The law premises citizenship on the basis of faith and imperils the idea of a secular state. It has little to do with giving refuge to the communities it claims concern for. From the start, the Bharatiya Janata Party government has made a distinction between non-Muslim “refugees” and Muslim “infiltrators”. It has made repeated references to Partition, suggesting that this law is the logical conclusion of the two-nation theory that drove the upheaval of 1947, wilfully ignoring the fact that secular India rejected that logic.
By welcoming only non-Muslim migrants, the government signals to India’s own minority who the state wants and who it does not. For months, it assured voters that the citizenship act, which naturalised non-Muslim refugees, would be followed up by the National Register of Citizens, which would screen the “infiltrators” from genuine citizens. A similar exercise in Assam excluded over 19 lakh people who must now prove their citizenship before arbitrary quasi-judicial bodies. The new citizenship law and the proposed nationwide NRC have raised the spectre of statelessness for Indian Muslims.
As the government pushed through its majoritarian agenda, other institutional checks and balances stopped working. Most importantly, the judiciary, which appears to have aligned itself with the government in recent months. Several petitioners sought redress from the Supreme Court after the government’s move on Article 370. While the actual legislation may have involved debating complex Constitutional questions, the court did not even uphold basic civil rights and liberties of a people under lockdown. In the Ayodhya judgment, a judicial sleight of hand pushed through a blatantly majoritarian decision. The court recognised that the demolition of the Babri Masjid was illegal but paved the way for a Ram temple on that very site – the demand of the vandals of 1992.

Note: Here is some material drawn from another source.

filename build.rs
fn main() {
    built::write_built_file().expect("Failed to acquire build-time information");
}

Legal arguments have been made for and against the Citizenship Amendment Act. It violates Article 14, which guarantees equality before law. But there are those who point to the “reasonable classification” clause under Article 14. “Reasonable” restrictions have been used to curtail individual rights and freedoms before. While a slew of petitions against the Citizenship Amendment Act await hearing at the Supreme Court, one cannot depend on the courts to uphold Constitutional morality.

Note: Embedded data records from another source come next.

//! Code for formulating the siting and sizing problem as a mixed-integer linear program.
//!
//! Every decision variable is declared through HiGHS' row problem API together with its objective
//! coefficient. The constant part of the objective (the penalty which would be incurred if no
//! demand at all were served) is kept out of the solver and added back to its objective value.
use crate::instance::{ChargerTypeID, Hour, Instance, PanelTypeID, SegmentID, SiteID};
use crate::units::{Dimensionless, Money};
use anyhow::Result;
use float_cmp::approx_eq;
use highs::RowProblem as Problem;
use indexmap::IndexMap;
use itertools::Itertools;
use log::{debug, warn};
use std::fmt;
use strum::{EnumIter, IntoEnumIterator};

pub mod constraints;
use constraints::{ConstraintFamily, add_constraints};

/// A decision variable in the optimisation.
///
/// Note that this type does **not** include the value of the variable; it refers to a particular
/// column of the problem, along with the position of that column in the solution.
#[derive(Clone, Copy, Debug)]
pub struct Variable {
    col: highs::Col,
    index: usize,
}

impl Variable {
    /// The HiGHS column for this variable
    pub fn col(self) -> highs::Col {
        self.col
    }

    /// The position of the variable's value in the solution's column values
    pub fn index(self) -> usize {
        self.index
    }
}

/// The domain of a decision variable
#[derive(Clone, Copy, Debug, PartialEq, Eq, Hash, EnumIter, derive_more::Display)]
pub enum VariableKind {
    /// Integer in {0, 1}
    #[display("binary")]
    Binary,
    /// Non-negative integer
    #[display("integer")]
    Integer,
    /// Non-negative real
    #[display("continuous")]
    Continuous,
}

/// Maps for easy lookup of variables in the problem, keyed by index tuples.
///
/// The entries are ordered (see [`IndexMap`]).
#[derive(Default)]
pub struct VariableMap {
    /// Whether a site is developed
    pub open: IndexMap<SiteID, Variable>,
    /// Whether a panel type is installed at a site
    pub panel_chosen: IndexMap<(SiteID, PanelTypeID), Variable>,
    /// Number of panels of each type at a site
    pub panel_count: IndexMap<(SiteID, PanelTypeID), Variable>,
    /// Number of chargers of each type at a site
    pub charger_count: IndexMap<(SiteID, ChargerTypeID), Variable>,
    /// Energy delivered to a segment at a site in an hour
    pub served: IndexMap<(SiteID, Hour, SegmentID), Variable>,
    /// Energy bought from the grid at a site in an hour
    pub grid_draw: IndexMap<(SiteID, Hour), Variable>,
}

/// Counts of the variables and constraints in the problem, by category
#[derive(Debug, Clone, Default, PartialEq)]
pub struct ModelStructure {
    /// Number of variables of each kind
    pub variables: IndexMap<VariableKind, usize>,
    /// Number of constraints in each family
    pub constraints: IndexMap<ConstraintFamily, usize>,
}

impl ModelStructure {
    /// Total number of variables
    pub fn num_variables(&self) -> usize {
        self.variables.values().sum()
    }

    /// Total number of constraints
    pub fn num_constraints(&self) -> usize {
        self.constraints.values().sum()
    }

    /// Whether any variable is restricted to integer values
    pub fn is_mip(&self) -> bool {
        self.variables
            .iter()
            .any(|(kind, &count)| *kind != VariableKind::Continuous && count > 0)
    }
}

impl fmt::Display for ModelStructure {
    fn fmt(&self, f: &mut fmt::Formatter<'_>) -> fmt::Result {
        let by_kind = VariableKind::iter()
            .map(|kind| format!("{} {kind}", self.variables.get(&kind).unwrap_or(&0)))
            .join(" + ");
        writeln!(f, "Total variables: {} = {by_kind}", self.num_variables())?;
        writeln!(f, "Total constraints: {}", self.num_constraints())?;

        for (family, count) in self
            .constraints
            .iter()
            .sorted_by_key(|(family, _)| family.to_string())
        {
            writeln!(f, "  - {family}: {count}")?;
        }

        Ok(())
    }
}

/// The formulated problem, ready to be handed to the solver
pub struct Formulation {
    /// The HiGHS problem
    pub problem: Problem,
    /// The decision variables
    pub variables: VariableMap,
    /// Variable and constraint counts
    pub structure: ModelStructure,
    /// Constant term of the objective, not seen by the solver
    pub objective_offset: Money,
}

impl Formulation {
    /// Add a variable of the given kind with the given objective coefficient
    fn add_variable(&mut self, kind: VariableKind, coefficient: f64) -> Variable {
        let index = self.structure.num_variables();
        let col = match kind {
            VariableKind::Binary => self.problem.add_integer_column(coefficient, 0.0..=1.0),
            VariableKind::Integer => self.problem.add_integer_column(coefficient, 0.0..),
            VariableKind::Continuous => self.problem.add_column(coefficient, 0.0..),
        };
        *self.structure.variables.entry(kind).or_default() += 1;

        Variable { col, index }
    }
}

/// Formulate the siting and sizing problem for the given instance.
///
/// The objective, to be maximised, is:
///
/// `H × (net revenue − grid cost − penalty cost) − panel lifecycle cost − charger capital cost`
///
/// where `H` is the horizon in days. Panel O&M is counted once, like capital costs, rather than
/// for every day of the horizon.
///
/// # Returns
///
/// The formulation, or an error if the instance's tables are inconsistent with its index sets.
pub fn build_problem(instance: &Instance) -> Result<Formulation> {
    if !approx_eq!(f64, instance.horizon_days.value(), 1.0) {
        warn!(
            "Horizon is {} days: daily revenue, grid and penalty flows are scaled by the horizon \
            but panel O&M is counted only once",
            instance.horizon_days
        );
    }

    let mut formulation = Formulation {
        problem: Problem::default(),
        variables: VariableMap::default(),
        structure: ModelStructure::default(),
        objective_offset: calculate_objective_offset(instance)?,
    };
    add_variables(&mut formulation, instance)?;
    add_constraints(&mut formulation, instance)?;

    debug!(
        "Formulated problem with {} variables and {} constraints",
        formulation.structure.num_variables(),
        formulation.structure.num_constraints()
    );

    Ok(formulation)
}

/// Add all decision variables to the problem, with their objective coefficients
fn add_variables(formulation: &mut Formulation, instance: &Instance) -> Result<()> {
    let horizon = instance.horizon_days;

    for site_id in &instance.sites {
        let var = formulation.add_variable(VariableKind::Binary, 0.0);
        formulation.variables.open.insert(site_id.clone(), var);
    }

    for site_id in &instance.sites {
        for panel_id in &instance.panel_types {
            let key = (site_id.clone(), panel_id.clone());
            let fixed_cost = instance.panel_fixed_cost.get(&key)?;
            let var = formulation.add_variable(VariableKind::Binary, -fixed_cost.value());
            formulation.variables.panel_chosen.insert(key, var);
        }
    }

    for site_id in &instance.sites {
        for panel_id in &instance.panel_types {
            let coeff = panel_count_coefficient(instance, panel_id)?;
            let var = formulation.add_variable(VariableKind::Integer, coeff);
            formulation
                .variables
                .panel_count
                .insert((site_id.clone(), panel_id.clone()), var);
        }
    }

    for site_id in &instance.sites {
        for charger_id in &instance.charger_types {
            let capex = instance.charger_unit_capex.get(charger_id)?;
            let var = formulation.add_variable(VariableKind::Integer, -capex.value());
            formulation
                .variables
                .charger_count
                .insert((site_id.clone(), charger_id.clone()), var);
        }
    }

    for site_id in &instance.sites {
        for hour in instance.hours() {
            for segment_id in &instance.segments {
                let key = (site_id.clone(), hour, segment_id.clone());
                let coeff = served_coefficient(instance, &key, horizon)?;
                let var = formulation.add_variable(VariableKind::Continuous, coeff);
                formulation.variables.served.insert(key, var);
            }
        }
    }

    for site_id in &instance.sites {
        for hour in instance.hours() {
            let key = (site_id.clone(), hour);
            let price = instance.grid_price.get(&key)?;
            let var = formulation.add_variable(VariableKind::Continuous, -(horizon * price).value());
            formulation.variables.grid_draw.insert(key, var);
        }
    }

    Ok(())
}

/// Objective coefficient for a unit of energy served.
///
/// Serving a kWh earns the net margin and avoids the shortfall penalty, both for every day of the
/// horizon.
fn served_coefficient(
    instance: &Instance,
    key: &(SiteID, Hour, SegmentID),
    horizon: Dimensionless,
) -> Result<f64> {
    let (_, _, segment_id) = key;
    let margin = instance.sale_price.get(segment_id)? - instance.op_cost.get(segment_id)?;
    let penalty = instance.penalty.get(key)?;

    Ok((horizon * (margin + penalty)).value())
}

/// Objective coefficient for one panel: its capital cost plus O&M, counted once
fn panel_count_coefficient(instance: &Instance, panel_id: &PanelTypeID) -> Result<f64> {
    let capex = instance.panel_unit_capex.get(panel_id)?;
    let om = instance.panel_om.get(panel_id)?;

    Ok(-(capex + om).value())
}

/// The penalty over the horizon if no demand were served, as a (negative) objective constant
fn calculate_objective_offset(instance: &Instance) -> Result<Money> {
    let mut total = Money::default();
    for (key, &demand) in &instance.demand {
        total += instance.penalty.get(key)? * demand;
    }

    Ok(-(instance.horizon_days * total))
}

#[cfg(test)]
mod tests {
    use super::*;
    use crate::fixture::{instance, instance_data};
    use crate::instance::InstanceData;
    use float_cmp::assert_approx_eq;
    use rstest::rstest;

    #[rstest]
    fn test_build_problem_structure(instance: Instance) {
        let formulation = build_problem(&instance).unwrap();
        let structure = &formulation.structure;

        // 1 open + 1 panel chosen, 1 panel count + 1 charger count, 2 served + 2 grid
        assert_eq!(structure.variables[&VariableKind::Binary], 2);
        assert_eq!(structure.variables[&VariableKind::Integer], 2);
        assert_eq!(structure.variables[&VariableKind::Continuous], 4);
        assert!(structure.is_mip());

        assert_eq!(structure.constraints[&ConstraintFamily::DemandCap], 2);
        assert_eq!(structure.constraints[&ConstraintFamily::EnergyBalance], 2);
        assert_eq!(structure.constraints[&ConstraintFamily::ChargerThroughput], 2);
        assert_eq!(structure.constraints[&ConstraintFamily::PanelCapacity], 1);
        assert_eq!(structure.constraints[&ConstraintFamily::ChargerCapacity], 1);
        assert_eq!(structure.constraints[&ConstraintFamily::Budget], 1);
        assert_eq!(structure.num_constraints(), 9);
        assert_eq!(formulation.problem.num_rows(), 9);
    }

    #[rstest]
    fn test_variable_indices_are_sequential(instance: Instance) {
        let formulation = build_problem(&instance).unwrap();
        let vars = &formulation.variables;
        let mut indices: Vec<_> = vars
            .open
            .values()
            .chain(vars.panel_chosen.values())
            .chain(vars.panel_count.values())
            .chain(vars.charger_count.values())
            .chain(vars.served.values())
            .chain(vars.grid_draw.values())
            .map(|var| var.index())
            .collect();
        indices.sort_unstable();
        assert_eq!(indices, (0..8).collect::<Vec<_>>());
    }

    #[rstest]
    fn test_served_coefficient(instance: Instance) {
        let key = ("site1".into(), 0, "car".into());
        let penalty = instance.penalty.get(&key).unwrap().value();

        assert_approx_eq!(
            f64,
            served_coefficient(&instance, &key, Dimensionless(1.0)).unwrap(),
            12.0 - 2.0 + penalty
        );
        assert_approx_eq!(
            f64,
            served_coefficient(&instance, &key, Dimensionless(30.0)).unwrap(),
            30.0 * (12.0 - 2.0 + penalty)
        );
    }

    #[rstest]
    fn test_panel_count_coefficient(instance: Instance) {
        assert_approx_eq!(
            f64,
            panel_count_coefficient(&instance, &"pv".into()).unwrap(),
            -110.0
        );
    }

    #[rstest]
    fn test_objective_offset(mut instance_data: InstanceData) {
        instance_data.horizon_days = 2.0;
        let instance = Instance::from_data(&instance_data).unwrap();

        // Hour 0: 25 kWh at 2 * 1.5 * (1 + 0.4 * 0.25); hour 1: 75 kWh at 2 * 1.5 * (1 + 0.4 * 0.75)
        let expected = -2.0 * (25.0 * 3.0 * 1.1 + 75.0 * 3.0 * 1.3);
        assert_approx_eq!(
            f64,
            calculate_objective_offset(&instance).unwrap().value(),
            expected,
            epsilon = 1e-9
        );
    }

    #[test]
    fn test_model_structure_display() {
        let structure = ModelStructure {
            variables: [(VariableKind::Binary, 2), (VariableKind::Continuous, 5)]
                .into_iter()
                .collect(),
            constraints: [(ConstraintFamily::Budget, 1), (ConstraintFamily::DemandCap, 4)]
                .into_iter()
                .collect(),
        };

        assert_eq!(
            structure.to_string(),
            "Total variables: 7 = 2 binary + 0 integer + 5 continuous\n\
            Total constraints: 5\n  - budget: 1\n  - demand_cap: 4\n"
        );
    }
}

That is what this month’s public protests reflect. Despite the government’s best efforts to paint them as communal or motivated by the Opposition, they cut across religious and social divides. Students, professionals and activists across communities have made common cause with Muslims protesting against the law. This present moment is about a minority fighting for their right to exist as equal citizens but also about how every Indian citizen is defined.
In his last “Mann ki Baat” radio address of the year, Prime Minister Narendra Modi said tha India’s young people do not like anarchy. But he misunderstands the spirit of anarchy that animates the protests sweeping the country today. It is not a love of chaos for the sake of it. It is a refusal to accept authority when it does not act in the public good. It demands better from the government.